Pigeons’ Dung.—The dung of all birds is found to possess eminent fertilizing virtues. Some varieties are stronger than others, or more immediate in their action, and all are improved for the use of the farmer by being some time kept, either alone or in compost. In Flanders the manure of one hundred pigeons is considered worth 20s. a year for agricultural purposes.
Guano is the name given by the natives of Peru to the dung of sea-fowl, which in former periods used to be deposited in vast quantities on the rocky shores and isles of the Peruvian coast. The numerous shipping of modern times has disturbed and driven away many of the sea-fowl, so that comparatively little of their recent droppings is now preserved or collected. Ancient heaps of it, however, still exist in many places, more or less covered up with drifted sand, and also more or less decomposed. These are now largely excavated for exportation, not only to different parts of the coast of Peru, as seems to have been the case from the most remote periods, but also to Europe, and especially to England. It is at present sold at 20s. a cwt. in this country, and is capable of entirely replacing farm-yard dung,—that is to say, turnips may be manured successfully with guano alone;—but it has not yet been satisfactorily determined that the English farmer can afford to use it in this way to any extent, at the price now asked for it.
The dung of birds possesses the united virtues of both the liquid and solid excretions of other animals. It contains every part of the food of the bird, with the exception of what is absolutely necessary for the support and for the right discharge of the functions of its own body. It is thus fitted, therefore, to return to the plant a greater number of those substances on which plants live, than either the solid or the fluid excrements of other animals; in other words, to be more nourishing to vegetable growth.
SECTION III.—OF THE RELATIVE GROWTH OF
THE DIFFERENT ANIMAL MANURES.
The fertilizing power of animal manures, in general, is dependent, like that of the soil itself, upon the happy admixture they contain of a great number, if not of all, those substances which are required by plants in the universal vegetation of the globe. Nothing they contain, therefore, is without its share of influence upon their general effects, yet the amount of nitrogen present in each affords the readiest and most simple criterion by which their agricultural value, compared with that of vegetable matters and with that of each other, can be pretty nearly estimated.
In reference to their relative quantities of nitrogen, therefore, they have been arranged in the following order, the number opposite to each representing the weight in pounds which is equivalent to or would produce the same sensible effect upon the soil as 100 lbs. of farm-yard manure.
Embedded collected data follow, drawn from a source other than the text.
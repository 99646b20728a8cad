//! Authentication HTTP Handlers
//!
//! 회원가입, 로그인/로그아웃, 비밀번호 재설정/변경 엔드포인트를 처리합니다.
//! 성공적으로 인증된 모든 경로는 동일한 방식으로 JWT를 발급합니다:
//! 응답 본문의 `token` 필드와 `jwt` HttpOnly 쿠키.
//!
//! # Endpoints
//!
//! | 메서드 | 경로 | 설명 |
//! |--------|------|------|
//! | `POST` | `/signup` | 회원가입 + 토큰 발급 |
//! | `POST` | `/login` | 로그인 + 토큰 발급 |
//! | `GET` | `/logout` | 쿠키 무효화 |
//! | `POST` | `/forgot-password` | 재설정 메일 발송 |
//! | `PATCH` | `/reset-password/{token}` | 토큰으로 비밀번호 교체 |
//! | `PATCH` | `/update-my-password` | 로그인 상태 비밀번호 변경 (protect) |

use actix_web::cookie::{time::Duration as CookieDuration, Cookie};
use actix_web::http::StatusCode;
use actix_web::{get, patch, post, web, HttpResponse};
use serde_json::json;
use validator::Validate;

use crate::config::CookieConfig;
use crate::core::errors::AppError;
use crate::domain::models::auth::authenticated_user::AuthenticatedUser;
use crate::domain::dto::auth::request::{
    ForgotPasswordRequest, LoginRequest, ResetPasswordRequest, SignupRequest,
    UpdatePasswordRequest,
};
use crate::domain::dto::users::response::UserResponse;
use crate::domain::entities::users::user::User;
use crate::services::auth::{AuthService, TokenService};

/// JWT를 생성해서 쿠키와 응답 본문으로 함께 내보냅니다.
///
/// 로그인/회원가입/비밀번호 변경 경로가 모두 이 함수를 사용합니다.
fn send_token_response(user: User, status: StatusCode) -> Result<HttpResponse, AppError> {
    let token_service = TokenService::instance();
    let token = token_service.generate_token(&user)?;

    let cookie = Cookie::build(CookieConfig::NAME, token.clone())
        .path("/")
        .http_only(true)
        .secure(CookieConfig::secure())
        .max_age(CookieDuration::days(CookieConfig::expires_days()))
        .finish();

    let body = json!({
        "status": "success",
        "token": token,
        "data": { "user": UserResponse::from(user) }
    });

    Ok(HttpResponse::build(status).cookie(cookie).json(body))
}

/// 회원가입 핸들러
///
/// # Endpoint
/// `POST /api/v1/users/signup`
#[post("/signup")]
pub async fn signup(payload: web::Json<SignupRequest>) -> Result<HttpResponse, AppError> {
    payload
        .validate()
        .map_err(|e| AppError::ValidationError(e.to_string()))?;

    let auth_service = AuthService::instance();
    let user = auth_service.signup(payload.into_inner()).await?;

    send_token_response(user, StatusCode::CREATED)
}

/// 로그인 핸들러
///
/// # Endpoint
/// `POST /api/v1/users/login`
#[post("/login")]
pub async fn login(payload: web::Json<LoginRequest>) -> Result<HttpResponse, AppError> {
    payload
        .validate()
        .map_err(|e| AppError::ValidationError(e.to_string()))?;

    let auth_service = AuthService::instance();
    let user = auth_service.login(payload.into_inner()).await?;

    log::info!("로그인 성공: {}", user.email);

    send_token_response(user, StatusCode::OK)
}

/// 로그아웃 핸들러
///
/// 짧은 수명의 더미 값으로 `jwt` 쿠키를 덮어씁니다.
///
/// # Endpoint
/// `GET /api/v1/users/logout`
#[get("/logout")]
pub async fn logout() -> HttpResponse {
    let cookie = Cookie::build(CookieConfig::NAME, CookieConfig::LOGGED_OUT_VALUE)
        .path("/")
        .http_only(true)
        .max_age(CookieDuration::seconds(10))
        .finish();

    HttpResponse::Ok()
        .cookie(cookie)
        .json(json!({ "status": "success" }))
}

/// 비밀번호 재설정 메일 요청 핸들러
///
/// # Endpoint
/// `POST /api/v1/users/forgot-password`
#[post("/forgot-password")]
pub async fn forgot_password(
    payload: web::Json<ForgotPasswordRequest>,
) -> Result<HttpResponse, AppError> {
    payload
        .validate()
        .map_err(|e| AppError::ValidationError(e.to_string()))?;

    let auth_service = AuthService::instance();
    auth_service.forgot_password(&payload.email).await?;

    Ok(HttpResponse::Ok().json(json!({
        "status": "success",
        "message": "Token sent to email!"
    })))
}

/// 재설정 토큰으로 비밀번호 교체 핸들러
///
/// # Endpoint
/// `PATCH /api/v1/users/reset-password/{token}`
#[patch("/reset-password/{token}")]
pub async fn reset_password(
    token: web::Path<String>,
    payload: web::Json<ResetPasswordRequest>,
) -> Result<HttpResponse, AppError> {
    payload
        .validate()
        .map_err(|e| AppError::ValidationError(e.to_string()))?;

    let auth_service = AuthService::instance();
    let user = auth_service
        .reset_password(&token, payload.into_inner())
        .await?;

    send_token_response(user, StatusCode::OK)
}

/// 로그인 상태 비밀번호 변경 핸들러
///
/// 현재 비밀번호 재확인 후 교체하며, 새 토큰을 발급합니다.
///
/// # Endpoint
/// `PATCH /api/v1/users/update-my-password` (protect)
#[patch("/update-my-password")]
pub async fn update_my_password(
    current_user: AuthenticatedUser,
    payload: web::Json<UpdatePasswordRequest>,
) -> Result<HttpResponse, AppError> {
    payload
        .validate()
        .map_err(|e| AppError::ValidationError(e.to_string()))?;

    let auth_service = AuthService::instance();
    let user = auth_service
        .update_password(&current_user.user_id, payload.into_inner())
        .await?;

    send_token_response(user, StatusCode::OK)
}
It is probable that the numbers in this table do not err very widely from the true relative value of these different manures, in so far as the organic matter they severally contain is concerned. The reader will bear in mind, however,
1. That the most powerful substances in this table, woollen rags, for example,—2½ lbs. of which are equal in virtue to 100 lbs. of farm-yard manure,—may yet shew less immediate sensible effect upon the crop than an equal weight of sheep’s dung, or even of urine. Such dry substances are long in dissolving and decomposing, and continue to evolve fertilizing matter, after the softer and more fluid manures have spent their force. Thus, while farm-yard manure or rape dust will immediately hasten the growth of turnips, woollen rags will come into operation at a later period, and prolong their growth into the autumn.
2. That besides their general relative value, as represented in the above table, each of these substances has a further special value not here exhibited, dependent upon the kind and quantity of saline and other inorganic matter which they severally contain. Thus three of dry flesh are equal to five of pigeons’ dung, in so far as the organic part is concerned; but the latter contains also a considerable quantity of bone-earth and of saline matter scarcely present at all in the former. Hence pigeons’ dung will benefit vegetation in circumstances where dry flesh would in some degree fail. So the liquid excretions contain much important saline matter not present in the solid excretions,—not present either in such substances as horn, wool, and hair,—and, therefore, each must be capable of exercising an influence upon vegetation peculiar to itself.